The collection, first published in 1920, comprises two novellas – ‘Coming, Aphrodite’ and ‘The Diamond Mine’ – and six short stories. The last four stories had previously appeared in an earlier collection, The Troll Garden, published in 1905.

Having finished the book, I was left puzzled by its title since none of the stories shared it (as if often the case with short story collections) or made direct reference to it. However, I was fortunate to come across an image from the first edition of the book in which its publisher, Alfred A Knopf, helpfully describes its theme as “youth’s adventure with the many-coloured Medusa of art”. (The collection is also praised as ‘a new exhibition of the writer’s power and remarkable artistry’.)

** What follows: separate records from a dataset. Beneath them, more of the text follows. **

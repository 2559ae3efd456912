//! Mood journal core: mood, journal and chat records with durable storage,
//! mood analytics, a recommendation catalog and a scripted support chat.

pub mod config;
pub mod dto;
pub mod error;
pub mod models;
pub mod services;
pub mod storage;
pub mod store;

pub use config::Config;
pub use error::{AppError, AppResult};
pub use models::{ChatMessage, JournalEntry, Mood, MoodLabel, Sender, Snapshot};
pub use services::chat::ChatSession;
pub use store::RecordStore;

use tracing_subscriber::EnvFilter;

/// Installs the JSON tracing subscriber. `RUST_LOG` overrides `default_filter`.
/// Fails if a global subscriber is already set.
pub fn init_tracing(default_filter: &str) -> AppResult<()> {
    tracing_subscriber::fmt()
        .with_env_filter(
            EnvFilter::try_from_default_env().unwrap_or_else(|_| default_filter.into()),
        )
        .json()
        .try_init()
        .map_err(|e| {
            AppError::Internal(anyhow::anyhow!("Failed to install tracing subscriber: {e}"))
        })
}
//! Derived mood statistics. Every function reads a slice of moods and returns
//! a fresh value; nothing here mutates or caches.

use serde::Serialize;

use crate::models::{Mood, MoodLabel, Recommendation};
use crate::services::catalog::Catalog;

/// Rounds to one decimal place.
pub fn round1(value: f64) -> f64 {
    (value * 10.0).round() / 10.0
}

fn mean(values: impl Iterator<Item = u8>) -> Option<f64> {
    let (sum, count) = values.fold((0u64, 0u64), |(s, c), v| (s + v as u64, c + 1));
    if count == 0 {
        None
    } else {
        Some(sum as f64 / count as f64)
    }
}

// ── Label frequency ──────────────────────────────────────────────────────────

/// Count per label, for all eight labels.
#[derive(Debug, Clone, Copy, Default, PartialEq, Eq)]
pub struct MoodHistogram {
    counts: [usize; 8],
}

impl MoodHistogram {
    pub fn get(&self, label: MoodLabel) -> usize {
        self.counts[label.index()]
    }

    pub fn total(&self) -> usize {
        self.counts.iter().sum()
    }

    /// `(label, count)` in canonical label order.
    pub fn iter(&self) -> impl Iterator<Item = (MoodLabel, usize)> + '_ {
        MoodLabel::ALL.into_iter().map(move |label| (label, self.get(label)))
    }

    /// Highest count; ties go to the label earliest in canonical order.
    pub fn most_frequent(&self) -> Option<MoodLabel> {
        let mut best: Option<(MoodLabel, usize)> = None;
        for (label, count) in self.iter() {
            if count == 0 {
                continue;
            }
            match best {
                Some((_, best_count)) if count <= best_count => {}
                _ => best = Some((label, count)),
            }
        }
        best.map(|(label, _)| label)
    }
}

pub fn mood_histogram(moods: &[Mood]) -> MoodHistogram {
    let mut histogram = MoodHistogram::default();
    for mood in moods {
        histogram.counts[mood.label.index()] += 1;
    }
    histogram
}

pub fn most_frequent_label(moods: &[Mood]) -> Option<MoodLabel> {
    mood_histogram(moods).most_frequent()
}

#[derive(Debug, Clone, Copy, PartialEq, Eq, Serialize)]
pub struct LabelShare {
    pub label: MoodLabel,
    pub count: usize,
    /// Whole percent of all moods, rounded
    pub percentage: u32,
}

/// One share per label in canonical order; all zero when there are no moods.
pub fn mood_distribution(moods: &[Mood]) -> Vec<LabelShare> {
    let histogram = mood_histogram(moods);
    let total = histogram.total();
    histogram
        .iter()
        .map(|(label, count)| LabelShare {
            label,
            count,
            percentage: if total > 0 {
                (count as f64 / total as f64 * 100.0).round() as u32
            } else {
                0
            },
        })
        .collect()
}

// ── Intensity ────────────────────────────────────────────────────────────────

/// Mean value rounded to one decimal; `None` with no moods.
pub fn average_intensity(moods: &[Mood]) -> Option<f64> {
    mean(moods.iter().map(|m| m.value)).map(round1)
}

// ── Time of day ──────────────────────────────────────────────────────────────

#[derive(Debug, Clone, Copy, PartialEq, Eq, Hash, Serialize)]
#[serde(rename_all = "lowercase")]
pub enum TimeOfDay {
    Morning,
    Afternoon,
    Evening,
    Night,
}

impl TimeOfDay {
    /// Priority order used to break ranking ties.
    pub const ALL: [TimeOfDay; 4] = [
        TimeOfDay::Morning,
        TimeOfDay::Afternoon,
        TimeOfDay::Evening,
        TimeOfDay::Night,
    ];

    /// morning [5,12), afternoon [12,17), evening [17,21), night otherwise
    pub fn from_hour(hour: u32) -> Self {
        match hour {
            5..=11 => TimeOfDay::Morning,
            12..=16 => TimeOfDay::Afternoon,
            17..=20 => TimeOfDay::Evening,
            _ => TimeOfDay::Night,
        }
    }

    pub fn of(mood: &Mood) -> Self {
        Self::from_hour(mood.local_hour())
    }
}

#[derive(Debug, Clone, Copy, PartialEq, Serialize)]
pub struct BucketAverage {
    pub bucket: TimeOfDay,
    pub count: usize,
    /// Rounded to one decimal; `None` means no data.
    pub average: Option<f64>,
}

/// One entry per bucket, in priority order.
pub fn time_of_day_averages(moods: &[Mood]) -> [BucketAverage; 4] {
    TimeOfDay::ALL.map(|bucket| {
        let values: Vec<u8> = moods
            .iter()
            .filter(|m| TimeOfDay::of(m) == bucket)
            .map(|m| m.value)
            .collect();
        BucketAverage {
            bucket,
            count: values.len(),
            average: mean(values.into_iter()).map(round1),
        }
    })
}

/// Bucket with the highest (rounded) average among buckets with data; ties go
/// to the earlier bucket in morning > afternoon > evening > night.
pub fn best_time_of_day(moods: &[Mood]) -> Option<TimeOfDay> {
    let mut best: Option<(TimeOfDay, f64)> = None;
    for entry in time_of_day_averages(moods) {
        let Some(average) = entry.average else {
            continue;
        };
        match best {
            Some((_, best_avg)) if average <= best_avg => {}
            _ => best = Some((entry.bucket, average)),
        }
    }
    best.map(|(bucket, _)| bucket)
}

// ── Recommendations ──────────────────────────────────────────────────────────

/// Catalog entries for the most frequent label; empty with no moods.
pub fn personalized_recommendations<'a>(
    moods: &[Mood],
    catalog: &Catalog<'a>,
) -> Vec<&'a Recommendation> {
    match most_frequent_label(moods) {
        Some(label) => catalog.for_mood(label),
        None => Vec::new(),
    }
}

// ── Summary ──────────────────────────────────────────────────────────────────

/// Everything the insights view shows, derived in one pass over the moods.
#[derive(Debug, Clone, Serialize)]
#[serde(rename_all = "camelCase")]
pub struct Insights {
    pub total_moods: usize,
    pub most_frequent: Option<MoodLabel>,
    pub average_intensity: Option<f64>,
    pub best_time_of_day: Option<TimeOfDay>,
    pub distribution: Vec<LabelShare>,
    pub time_of_day: [BucketAverage; 4],
    pub recommendations: Vec<&'static Recommendation>,
}

pub fn insights(moods: &[Mood]) -> Insights {
    Insights {
        total_moods: moods.len(),
        most_frequent: most_frequent_label(moods),
        average_intensity: average_intensity(moods),
        best_time_of_day: best_time_of_day(moods),
        distribution: mood_distribution(moods),
        time_of_day: time_of_day_averages(moods),
        recommendations: personalized_recommendations(moods, &Catalog::builtin()),
    }
}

My previous experience of Willa Cather’s writing was through books such as My Antonia, and O Pioneers! meaning I associated her with the setting of those novels not the New York that features so prominently in the stories in Youth and the Bright Medusa. However, as I learned, although she grew up in Virginia and Nebraska, she moved to Pittsburgh and then New York, living in the latter for the remainder of her life.

In fact, many of the stories in Youth and the Bright Medusa present a far from pastoral view of frontier life.   For example, in ‘The Sculptor’s Funeral’, the coffin housing the body of famous sculptor Harvey Merrick is returned to his home town in Kansas but the townspeople who gather to mark his passing are depicted as rather small-minded.  Failing to recognise his achievement in rising from such humble beginnings, they are chided by one of the mourners who reflects, ‘The very name of their town would have remained for ever buried in the postal guide had it not been now and again mentioned in the world in connection with Harvey Merrick’.

The story also contains some striking examples of the author’s closely-observed and often unflinching description of characters.  So the sculptor’s father is ‘tall and frail, odorous of smoke, with shaggy, unkept grey hair and a dingy beard, tobacco stained about the mouth‘. The face of the sculptor’s grieving mother is described thus: ‘The long nose was distended and knobbed at the end and deep lines on either side of it; her heavy black brows almost met across her forehead; her teeth were large and square, and set far apart – teeth that could tear’.   Conversely the opera singers who populate other stories such as ‘A Death in the Desert’ and ‘Coming, Aphrodite!’ are depicted as radiant and uncommonly beautiful.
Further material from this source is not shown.